Kaliforniens Initiative, College-Athleten die Möglichkeit zu geben, von ihrem Talent zu profitieren, ist ein Segen, insbesondere für Frauen und Wettkämpfer in Sportarten ohne Pro-Ligen. Gutschrift Gutschrift. . . Tim Nwachukwu / Getty Images

Spieler zu bezahlen wäre nicht einfach. Viele schwierige Fragen müssten beantwortet werden. Wenn wir zum Beispiel Spieler bezahlt hätten, als Allen Iverson in Georgetown war, hätte er geglaubt, dass er mehr als alle anderen bezahlt werden sollte – und er hätte Recht gehabt. Wie richten Sie ein faires Vergütungssystem ein? Wie würden wir sicherstellen, dass Sportlerinnen unter Titel IX gleich behandelt werden? Wie würde es unsere Verantwortung ändern, Spieler auszubilden? Was ist mit der Mehrheit der Schulen, deren Fußball- und Basketballmannschaften kein Geld verdienen? Wenn wir im Grunde genommen Kinder einstellen, um Hochschulsport zu treiben, heißt das, dass wir sie auch entlassen können? Ich habe noch niemanden zufriedenstellend erklären hören, wie das alles funktionieren könnte. Das heißt aber nicht, dass es unmöglich oder schlimmer als die Alternative ist.

Ein weiser Mensch hat mir einmal gesagt, dass Liebe kein Wort ist, sondern eine Handlung. Das gleiche Konzept gilt für Fairness und Gerechtigkeit. Ohne Maßnahmen können wir im College-Basketball keine Fairness und Gerechtigkeit haben. Da die N. C. A. A. Kinder und Trainer eindeutig verletzt, indem sie sich weigert, nach ihren eigenen Regeln zu handeln, beenden wir die Scharade und lassen College-Athleten bezahlen.

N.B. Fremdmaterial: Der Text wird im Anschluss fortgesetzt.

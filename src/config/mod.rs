//! Application configuration.
//!
//! [`AppConfig::load`] is called exactly once during start-up. The resulting value
//! is immutable and is handed to the components that need it (usually inside an
//! `Arc`) instead of being read from a global.

/// Database configuration and connection management
pub mod database;

/// SMTP settings loaded from `MAIL_*` environment variables
pub mod mail;

pub use mail::MailConfig;

use crate::errors::{Error, FieldError, Result};
use tracing::{debug, error, info};

/// Default base URL of the web front end, used to build password reset links.
pub const DEFAULT_FRONTEND_URL: &str = "http://localhost:5173";

/// Everything the process needs to know before touching the database or sending mail.
#[derive(Debug, Clone, PartialEq, Eq)]
pub struct AppConfig {
    /// Connection string for the relational store
    pub database_url: String,
    /// Base URL of the front end (no trailing slash)
    pub frontend_url: String,
    /// Outgoing mail settings
    pub mail: MailConfig,
}

impl AppConfig {
    /// Builds the configuration from an arbitrary variable lookup.
    pub fn from_lookup<F>(lookup: F) -> Result<Self>
    where
        F: Fn(&str) -> Option<String>,
    {
        let mail = MailConfig::from_lookup(&lookup);

        let database_url = lookup("DATABASE_URL")
            .filter(|url| !url.trim().is_empty())
            .unwrap_or_else(|| database::DEFAULT_DATABASE_URL.to_string());

        let frontend_url = lookup("FRONTEND_URL")
            .filter(|url| !url.trim().is_empty())
            .unwrap_or_else(|| DEFAULT_FRONTEND_URL.to_string());

        let mut fields = Vec::new();
        if !frontend_url.starts_with("http://") && !frontend_url.starts_with("https://") {
            fields.push(FieldError::malformed(
                "FRONTEND_URL",
                format!("must be an http(s) URL: {frontend_url:?}"),
            ));
        }

        match mail {
            Ok(mail) if fields.is_empty() => Ok(Self {
                database_url,
                frontend_url: frontend_url.trim_end_matches('/').to_string(),
                mail,
            }),
            Ok(_) => Err(Error::InvalidConfig { fields }),
            Err(Error::InvalidConfig { fields: mut mail_fields }) => {
                mail_fields.append(&mut fields);
                Err(Error::InvalidConfig {
                    fields: mail_fields,
                })
            }
            Err(other) => Err(other),
        }
    }

    /// Loads the configuration for this process.
    ///
    /// Reads `.env` from the working directory if present (variables already set
    /// in the environment win), then validates every setting.
    ///
    /// # Errors
    /// Returns [`Error::InvalidConfig`] naming every missing or malformed variable.
    pub fn load() -> Result<Self> {
        match dotenvy::dotenv() {
            Ok(path) => debug!("Loaded environment overrides from {}", path.display()),
            Err(e) if e.not_found() => debug!("No .env file found, using process environment"),
            Err(e) => {
                return Err(Error::Config {
                    message: format!("Failed to load .env file: {e}"),
                });
            }
        }

        let config = Self::from_lookup(|key| std::env::var(key).ok())
            .inspect_err(|e| error!("Critical error loading application configuration: {}", e))?;

        info!(
            server = %config.mail.server,
            port = config.mail.port,
            "Application configuration loaded"
        );
        Ok(config)
    }

    /// Link the user follows to choose a new password.
    #[must_use]
    pub fn password_reset_link(&self, token: &str) -> String {
        format!("{}/reset-password/{token}", self.frontend_url)
    }
}

#[cfg(test)]
mod tests {
    #![allow(clippy::unwrap_used)]
    use super::*;
    use crate::test_utils::lookup_from;

    const MAIL: [(&str, &str); 3] = [
        ("MAIL_USERNAME", "artiverse.bot@gmail.com"),
        ("MAIL_PASSWORD", "app-password"),
        ("MAIL_FROM", "no-reply@artiverse.app"),
    ];

    #[test]
    fn test_defaults() {
        let config = AppConfig::from_lookup(lookup_from(&MAIL)).unwrap();
        assert_eq!(config.database_url, database::DEFAULT_DATABASE_URL);
        assert_eq!(config.frontend_url, DEFAULT_FRONTEND_URL);
        assert_eq!(config.mail.port, 587);
    }

    #[test]
    fn test_reset_link_strips_trailing_slash() {
        let mut pairs = MAIL.to_vec();
        pairs.push(("FRONTEND_URL", "https://artiverse.app/"));
        let config = AppConfig::from_lookup(lookup_from(&pairs)).unwrap();
        assert_eq!(
            config.password_reset_link("abc123"),
            "https://artiverse.app/reset-password/abc123"
        );
    }

    #[test]
    fn test_mail_and_frontend_errors_reported_together() {
        let err = AppConfig::from_lookup(lookup_from(&[("FRONTEND_URL", "artiverse.app")]))
            .unwrap_err();
        let Error::InvalidConfig { fields } = err else {
            unreachable!("expected InvalidConfig");
        };
        let names: Vec<&str> = fields.iter().map(|f| f.field).collect();
        assert_eq!(
            names,
            vec!["MAIL_USERNAME", "MAIL_PASSWORD", "MAIL_FROM", "FRONTEND_URL"]
        );
    }
}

John Thompson Jr. war von 1972 bis 1999 Basketballtrainer der Georgetown University und Autor der bevorstehenden “Ich kam als Schatten: Eine Autobiographie”, die mit dem Journalisten Jesse Washington geschrieben wurde und aus der dieser Aufsatz stammt. Herr Thompson starb am 30. August.